Smoking kills. It's hardly news to us. But if you've been struggling to stop and just can't find the motivation to do so, now there's another reason to stop smoking. A new study published in CANCER, a peer-reviewed journal of the American Cancer Society, has found that smoking not only causes lung cancer—if you smoke, you also have a greater chance of developing a more aggressive and deadly form of bladder cancer than non-smokers.
Researchers have long known that smoking is one of the most common
causes of bladder cancer
, but they've wondered whether it also affects how the disease progresses. A team led by Richard J. Cote, MD, of the University of Miami Miller School of Medicine, and Anirban Mitra, MD of the Keck School of Medicine of the University of Southern California, analysed bladder tumours and smoking history and found the answer ...
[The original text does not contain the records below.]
//! Rounding and weighting helpers shared by the pipeline stages.

use rust_decimal::{Decimal, RoundingStrategy};

/// One hundred, the percentage base.
pub const HUNDRED: Decimal = Decimal::ONE_HUNDRED;

/// Rounds half away from zero to `dp` decimal places.
#[must_use]
pub fn round_to(value: Decimal, dp: u32) -> Decimal {
    value.round_dp_with_strategy(dp, RoundingStrategy::MidpointAwayFromZero)
}

/// Truncates towards zero to `dp` decimal places.
///
/// Used for values that must never exceed an upper bound after rounding.
#[must_use]
pub fn truncate_to(value: Decimal, dp: u32) -> Decimal {
    value.round_dp_with_strategy(dp, RoundingStrategy::ToZero)
}

/// Truncates a monetary amount to whole cents.
#[must_use]
pub fn floor_cents(value: Decimal) -> Decimal {
    truncate_to(value, 2)
}

/// Converts a percentage (0–100) into a weight (0–1).
#[must_use]
pub fn weight(percentage: Decimal) -> Decimal {
    percentage / HUNDRED
}

/// Divides, returning zero when the denominator is zero.
#[must_use]
pub fn safe_div(numerator: Decimal, denominator: Decimal) -> Decimal {
    if denominator.is_zero() {
        Decimal::ZERO
    } else {
        numerator / denominator
    }
}

/// Arithmetic mean of the values, zero for an empty input.
#[must_use]
pub fn mean<I>(values: I) -> Decimal
where
    I: IntoIterator<Item = Decimal>,
{
    let (sum, count) = values
        .into_iter()
        .fold((Decimal::ZERO, 0u32), |(sum, count), v| (sum + v, count + 1));
    safe_div(sum, Decimal::from(count))
}
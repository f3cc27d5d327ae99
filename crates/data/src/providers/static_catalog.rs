//! In-memory catalog.

use crate::{OpportunityProvider, ProviderError, filter_by_chains};
use async_trait::async_trait;
use std::sync::Arc;
use yield_opt_domain::YieldOpportunity;

const BUNDLED_CATALOG: &str = include_str!("../../catalog/default.json");

/// A fixed set of opportunities held in memory.
#[derive(Debug, Clone, Default)]
pub struct StaticCatalog {
    opportunities: Arc<Vec<YieldOpportunity>>,
}

impl StaticCatalog {
    /// Creates a catalog from the given opportunities, preserving their order.
    #[must_use]
    pub fn new(opportunities: Vec<YieldOpportunity>) -> Self {
        Self {
            opportunities: Arc::new(opportunities),
        }
    }

    /// The cross-chain catalog bundled with the crate.
    ///
    /// # Errors
    /// Returns an error if the bundled JSON does not match the domain model.
    pub fn bundled() -> Result<Self, ProviderError> {
        Self::from_json(BUNDLED_CATALOG)
    }

    /// Parses a JSON array of opportunities.
    ///
    /// # Errors
    /// Returns [`ProviderError::Parse`] on malformed input.
    pub fn from_json(json: &str) -> Result<Self, ProviderError> {
        let opportunities: Vec<YieldOpportunity> = serde_json::from_str(json)?;
        Ok(Self::new(opportunities))
    }

    #[must_use]
    pub fn len(&self) -> usize {
        self.opportunities.len()
    }

    #[must_use]
    pub fn is_empty(&self) -> bool {
        self.opportunities.is_empty()
    }
}

#[async_trait]
impl OpportunityProvider for StaticCatalog {
    async fn get_opportunities(
        &self,
        chains: &[String],
    ) -> Result<Vec<YieldOpportunity>, ProviderError> {
        Ok(filter_by_chains(self.opportunities.as_ref().clone(), chains))
    }

    fn name(&self) -> &'static str {
        "static"
    }
}
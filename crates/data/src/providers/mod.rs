//! Catalog provider implementations.

mod http;
mod json_file;
mod static_catalog;

pub use http::HttpCatalog;
pub use json_file::JsonFileCatalog;
pub use static_catalog::StaticCatalog;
More aggressive bladder cancer if you smoke
The findings prove that the bladder cancers that developed in those who smoked intensely were more likely to be deadly than the bladder cancers that developed in those who never smoked, or who smoked less.
The study also revealed that changes in particular proteins are often present in bladder cancers that have become deadly. “We’ve identified a panel of nine molecular markers that can robustly and reproducibly predict bladder cancer prognosis independent of standard clinical criteria and smoking history,” said Mitra.
Bladder cancer isn’t just a ‘male thing’. The US National Institutes of Health website adds
that the proportion of bladder cancer due to smoking in women is now the same as for men—about 50%. So the more you smoke, the more intense the side effects will be. Kick the habit to avoid bladder cancer.